Even though it's not visible on the desktop or in Finder, I can search and find it. Right-clicking the search result doesn't offer a delete option -- only open and properties. Properties shows created and modified time (correctly) and a blank icon. I can also chose to open the item, in which case it gives me:

"The alias 'media' can't be opened because the original item can't be found. Delete, Fix, or OK." 

When I try delete, the same dialog keeps popping back up; choosing fix asks to select a new item to link to. Doing this reports: "Unknown error -1407," which Google tells me means, "Expected a folder but got a file."

I can move the directory, but only if I keep it on the desktop:

Desktop mike$ mv ./media ./a  
Desktop mike$ ls -i  
ls: a: Input/output error  
Desktop mike$ mv ./a ../  
mv: cannot resolve a: /Users/mike/Desktop/a

Is there anyway I can delete this?
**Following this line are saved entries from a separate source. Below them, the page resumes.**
//! Executor behaviour against a scripted in-process backend.
//!
//! The scripted backend accepts exactly one access token at a time and
//! rotates it on every successful refresh, which is enough to exercise the
//! refresh, retry and logout paths without a network.

use std::sync::atomic::{AtomicUsize, Ordering};
use std::sync::{Arc, Mutex};
use std::time::Duration as StdDuration;

use async_trait::async_trait;
use chrono::{Duration, Utc};
use futures_util::future::join_all;
use serde_json::json;
use tokio::sync::broadcast::error::{RecvError, TryRecvError};

use tripdesk_core::operation::REFRESH_MUTATION;
use tripdesk_core::{
    AccessToken, CallerScope, Credential, CredentialStore, ErrorKind, Executor, GraphqlError,
    GraphqlResponse, LogoutReason, MemoryStorage, Operation, RefreshToken, SessionStatus, Transport,
    TransportError,
};

#[derive(Debug, Clone, Copy, PartialEq, Eq)]
enum RefreshMode {
    Succeed,
    Fail,
}

struct Backend {
    /// Token the backend accepts; `None` rejects every bearer.
    accepted: Mutex<Option<String>>,
    refresh_mode: RefreshMode,
    refresh_delay: StdDuration,
    /// Reply used for authorized requests instead of the default data.
    reply: Mutex<Option<Result<GraphqlResponse, TransportError>>>,
    /// Reject requests that carry no bearer.
    reject_anonymous: bool,
    sends: AtomicUsize,
    refreshes: AtomicUsize,
    bearers: Mutex<Vec<Option<String>>>,
}

impl Backend {
    fn accepting(token: &str) -> Arc<Self> {
        Self::build(Some(token), RefreshMode::Succeed)
    }

    fn build(accepted: Option<&str>, refresh_mode: RefreshMode) -> Arc<Self> {
        Arc::new(Self {
            accepted: Mutex::new(accepted.map(str::to_string)),
            refresh_mode,
            refresh_delay: StdDuration::from_millis(20),
            reply: Mutex::new(None),
            reject_anonymous: false,
            sends: AtomicUsize::new(0),
            refreshes: AtomicUsize::new(0),
            bearers: Mutex::new(Vec::new()),
        })
    }

    fn sends(&self) -> usize {
        self.sends.load(Ordering::SeqCst)
    }

    fn refreshes(&self) -> usize {
        self.refreshes.load(Ordering::SeqCst)
    }

    fn bearers(&self) -> Vec<Option<String>> {
        self.bearers.lock().unwrap().clone()
    }
}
Or at least convince the system that it's a directory and not a link?

  • Using srm (developer.apple.com/library/mac/documentation/Darwin/Reference/…) often works for me for things that are hard to delete otherwise. You said "scanned the disk for errors", did you do "verify disk" or "verify disk permissions" (try the permissions and fix them if you haven't done so) – lupincho Apr 13 '12 at 8:02
  • Hi, thanks for the reply. I did verify disk permissions, verify disk, and repair permissions. I'm not able to select "repair disk," I guess because it didn't find any errors. Using srm on the directory gives me, "srm: Unable to stat media" I've also discovered that some file utilities will tell me the file is a directory (rather than a link). cat and od, for example, before report, "media: is a directory." – Mike Mitchell Apr 13 '12 at 23:21
  • Did you try to restart the Mac? – Daniel Beck May 20 '12 at 12:16
  • What happens if you go into the Terminal and type mount? – Canadian Luke May 20 '12 at 21:26

Sorry I didn't update after resolving this. I appreciate all of the informed replies. Turns out it was a pretty simple thing. Browsing Linux message boards, I found that this is a kind of known issue with mounting via sshfs.
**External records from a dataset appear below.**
//! GraphQL-over-HTTP client.

use std::time::Duration;

use async_trait::async_trait;
use reqwest::StatusCode;
use reqwest::header::{ACCEPT, HeaderValue};
use tracing::{debug, instrument, trace};

use tripdesk_core::{AccessToken, GraphqlResponse, GraphqlUrl, Operation, Transport, TransportError};

/// Maximum length for error response bodies in error messages.
const MAX_ERROR_BODY_LENGTH: usize = 500;

/// Builder for [`HttpTransport`].
#[derive(Debug, Clone)]
pub struct HttpTransportBuilder {
    endpoint: GraphqlUrl,
    timeout: Option<Duration>,
    user_agent: String,
}

impl HttpTransportBuilder {
    /// Per-request timeout. Unset means no timeout.
    pub fn timeout(mut self, timeout: Duration) -> Self {
        self.timeout = Some(timeout);
        self
    }

    pub fn user_agent(mut self, user_agent: impl Into<String>) -> Self {
        self.user_agent = user_agent.into();
        self
    }

    pub fn build(self) -> Result<HttpTransport, TransportError> {
        let mut builder = reqwest::Client::builder().user_agent(self.user_agent);
        if let Some(timeout) = self.timeout {
            builder = builder.timeout(timeout);
        }
        let client = builder.build().map_err(|e| TransportError::Connection {
            message: format!("failed to build HTTP client: {e}"),
        })?;

        Ok(HttpTransport {
            client,
            endpoint: self.endpoint,
        })
    }
}

/// Sends operations to one GraphQL endpoint as JSON POST requests.
///
/// Clone is cheap: `reqwest::Client` shares its connection pool.
#[derive(Debug, Clone)]
pub struct HttpTransport {
    client: reqwest::Client,
    endpoint: GraphqlUrl,
}

impl HttpTransport {
    /// Create a transport with default settings.
    pub fn new(endpoint: GraphqlUrl) -> Result<Self, TransportError> {
        Self::builder(endpoint).build()
    }

    pub fn builder(endpoint: GraphqlUrl) -> HttpTransportBuilder {
        HttpTransportBuilder {
            endpoint,
            timeout: None,
            user_agent: concat!("tripdesk/", env!("CARGO_PKG_VERSION")).to_string(),
        }
    }

    /// Returns the endpoint this transport posts to.
    pub fn endpoint(&self) -> &GraphqlUrl {
        &self.endpoint
    }

    /// Turn an HTTP response into an envelope or a transport error.
    async fn handle_response(
        &self,
        response: reqwest::Response,
    ) -> Result<GraphqlResponse, TransportError> {
        let status = response.status();
        trace!(status = %status, "GraphQL response");

        if status == StatusCode::UNAUTHORIZED {
            return Err(TransportError::Unauthorized);
        }

        let body = response.bytes().await.map_err(map_reqwest)?;

        match serde_json::from_slice::<GraphqlResponse>(&body) {
            Ok(envelope) if envelope.data.is_some() || !envelope.errors.is_empty() => {
                // Servers commonly answer validation failures with 4xx plus an `errors` array.
                if !status.is_success() {
                    debug!(status = %status, "Non-success status with GraphQL envelope");
                }
                Ok(envelope)
            }
            Ok(_) if status.is_success() => Err(TransportError::malformed(
                "response is not a GraphQL envelope",
            )),
            Err(e) if status.is_success() => Err(TransportError::malformed(e)),
            _ => Err(TransportError::Http {
                status: status.as_u16(),
                body: truncate_body(&String::from_utf8_lossy(&body)),
            }),
        }
    }
}

#[async_trait]
impl Transport for HttpTransport {
    #[instrument(
        skip(self, operation, bearer),
        fields(
            endpoint = %self.endpoint,
            operation = operation.operation_name().unwrap_or("anonymous"),
            authenticated = bearer.is_some()
        )
    )]
    async fn send(
        &self,
        operation: &Operation,
        bearer: Option<&AccessToken>,
    ) -> Result<GraphqlResponse, TransportError> {
        debug!("GraphQL request");

        let mut request = self
            .client
            .post(self.endpoint.as_url().clone())
            .header(ACCEPT, HeaderValue::from_static("application/json"))
            .json(&operation.body());

        if let Some(token) = bearer {
            request = request.bearer_auth(token.as_str());
        }

        let response = request.send().await.map_err(map_reqwest)?;

        self.handle_response(response).await
    }
}

fn map_reqwest(err: reqwest::Error) -> TransportError {
    if err.is_timeout() {
        TransportError::Timeout
    } else if err.is_connect() {
        TransportError::Connection {
            message: err.to_string(),
        }
    } else if err.is_decode() {
        TransportError::malformed(err)
    } else {
        TransportError::Connection {
            message: err.to_string(),
        }
    }
}

/// Truncate a response body to avoid logging excessive data.
fn truncate_body(body: &str) -> String {
    if body.len() <= MAX_ERROR_BODY_LENGTH {
        return body.to_string();
    }
    let mut end = MAX_ERROR_BODY_LENGTH;
    while !body.is_char_boundary(end) {
        end -= 1;
    }
    format!("{}... (truncated, {} total bytes)", &body[..end], body.len())
}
I experienced every problem the OP describes in that thread, plus the issue of Finder hiding the mount point (maybe it can't stat it or something, so it just doesn't show it). "...the processes trying to access disconnected sshfs shares go into uninterruptible sleep." The quick fix is to stop sshfs. "killal sshfs" was sufficient for me. I suppose restarting would have worked, too.

  • 1
    For reference, I needed to do pkill -9 sshfs followed by umount -f mountpoint – ctn May 26 '16 at 7:16

I just hit the same issue. Turns out this is currently listed as a bug on osxfuse. The workaround involves killing the sshfs process manually and then unmounting the remote directory. After that you can even delete local mount point.
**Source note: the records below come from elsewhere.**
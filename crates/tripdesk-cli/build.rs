//! Embeds the version reported by `tripdesk --version`.
//!
//! Uses `git describe` when building from a checkout, marking uncommitted
//! changes, and falls back to the package version otherwise.

use std::process::Command;

fn main() {
    println!("cargo:rerun-if-changed=.git/HEAD");
    println!("cargo:rerun-if-changed=.git/refs/");
    println!("cargo:rerun-if-env-changed=TRIPDESK_BUILD_VERSION");

    let version = std::env::var("TRIPDESK_BUILD_VERSION")
        .ok()
        .filter(|v| !v.is_empty())
        .or_else(describe)
        .unwrap_or_else(|| env!("CARGO_PKG_VERSION").to_string());

    println!("cargo:rustc-env=TRIPDESK_VERSION={version}");
}

fn describe() -> Option<String> {
    let output = Command::new("git")
        .args(["describe", "--tags", "--always", "--dirty=+dirty"])
        .output()
        .ok()
        .filter(|o| o.status.success())?;

    let described = String::from_utf8(output.stdout).ok()?;
    let described = described.trim();
    let described = described.strip_prefix('v').unwrap_or(described);
    (!described.is_empty()).then(|| described.to_string())
}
I guess the reason why you can't select "Repair Disk" on Disk Utility is because the problem is on your boot disk.

I would recommend one of the following:

  • If you are on OS X Lion (10.7), boot from the recovery partition (hold CMD-R when you start the machine), run Disk Utility from there, and try to repair the disk;
  • If you are on an older version of OS X, you can either boot from an external disk, or install AppleJack (freeware);
  • If all else fails, I would give a shot to DiskWarrior (not free, but still the tool I trust most when it comes to my data).